**The task**
Copy out every record that follows, word for word.

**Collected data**
>>>>

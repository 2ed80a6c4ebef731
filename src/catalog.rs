//! Catalog boundary
//!
//! Pricing lives outside this engine. Quotes ask the catalog for the current
//! unit price of each variant and never cache it past the quote's lifetime.

use async_trait::async_trait;
use dashmap::DashMap;
use rust_decimal::Decimal;

use crate::domain::value_objects::{Money, VariantKey};
use crate::error::{EngineError, Result};

#[async_trait]
pub trait Catalog: Send + Sync {
    async fn unit_price(&self, key: &VariantKey) -> Result<Money>;
}

/// In-process price table standing in for the catalog service. The admin
/// surface writes to it; quoting reads from it.
#[derive(Default)]
pub struct PriceTable {
    currency: String,
    prices: DashMap<VariantKey, Decimal>,
}

impl PriceTable {
    pub fn new(currency: impl Into<String>) -> Self {
        Self { currency: currency.into(), prices: DashMap::new() }
    }

    pub fn set_price(&self, key: VariantKey, amount: Decimal) {
        self.prices.insert(key, amount);
    }
}

#[async_trait]
impl Catalog for PriceTable {
    async fn unit_price(&self, key: &VariantKey) -> Result<Money> {
        self.prices
            .get(key)
            .map(|amount| Money::new(*amount, &self.currency))
            .ok_or_else(|| EngineError::VariantNotFound(key.clone()))
    }
}

#[cfg(test)]
mod tests {
    use super::*;
    use rust_decimal_macros::dec;

    #[tokio::test]
    async fn prices_resolve_per_variant() {
        let table = PriceTable::new("USD");
        let key: VariantKey = "tee-01/M".parse().unwrap();
        table.set_price(key.clone(), dec!(19.99));
        let price = table.unit_price(&key).await.unwrap();
        assert_eq!(price.amount(), dec!(19.99));
        assert!(table.unit_price(&"ghost/S".parse().unwrap()).await.is_err());
    }
}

<<<<

**Written answer**
repository 2ed80a6c4ebef731
filename src/catalog.rs
//! Catalog boundary
//!
//! Pricing lives outside this engine. Quotes ask the catalog for the current
//! unit price of each variant and never cache it past the quote's lifetime.

use async_trait::async_trait;
use dashmap::DashMap;
use rust_decimal::Decimal;

use crate::domain::value_objects::{Money, VariantKey};
use crate::error::{EngineError, Result};

#[async_trait]
pub trait Catalog: Send + Sync {
    async fn unit_price(&self, key: &VariantKey) -> Result<Money>;
}

/// In-process price table standing in for the catalog service. The admin
/// surface writes to it; quoting reads from it.
#[derive(Default)]
pub struct PriceTable {
    currency: String,
    prices: DashMap<VariantKey, Decimal>,
}

impl PriceTable {
    pub fn new(currency: impl Into<String>) -> Self {
        Self { currency: currency.into(), prices: DashMap::new() }
    }

    pub fn set_price(&self, key: VariantKey, amount: Decimal) {
        self.prices.insert(key, amount);
    }
}

#[async_trait]
impl Catalog for PriceTable {
    async fn unit_price(&self, key: &VariantKey) -> Result<Money> {
        self.prices
            .get(key)
            .map(|amount| Money::new(*amount, &self.currency))
            .ok_or_else(|| EngineError::VariantNotFound(key.clone()))
    }
}

#[cfg(test)]
mod tests {
    use super::*;
    use rust_decimal_macros::dec;

    #[tokio::test]
    async fn prices_resolve_per_variant() {
        let table = PriceTable::new("USD");
        let key: VariantKey = "tee-01/M".parse().unwrap();
        table.set_price(key.clone(), dec!(19.99));
        let price = table.unit_price(&key).await.unwrap();
        assert_eq!(price.amount(), dec!(19.99));
        assert!(table.unit_price(&"ghost/S".parse().unwrap()).await.is_err());
    }
}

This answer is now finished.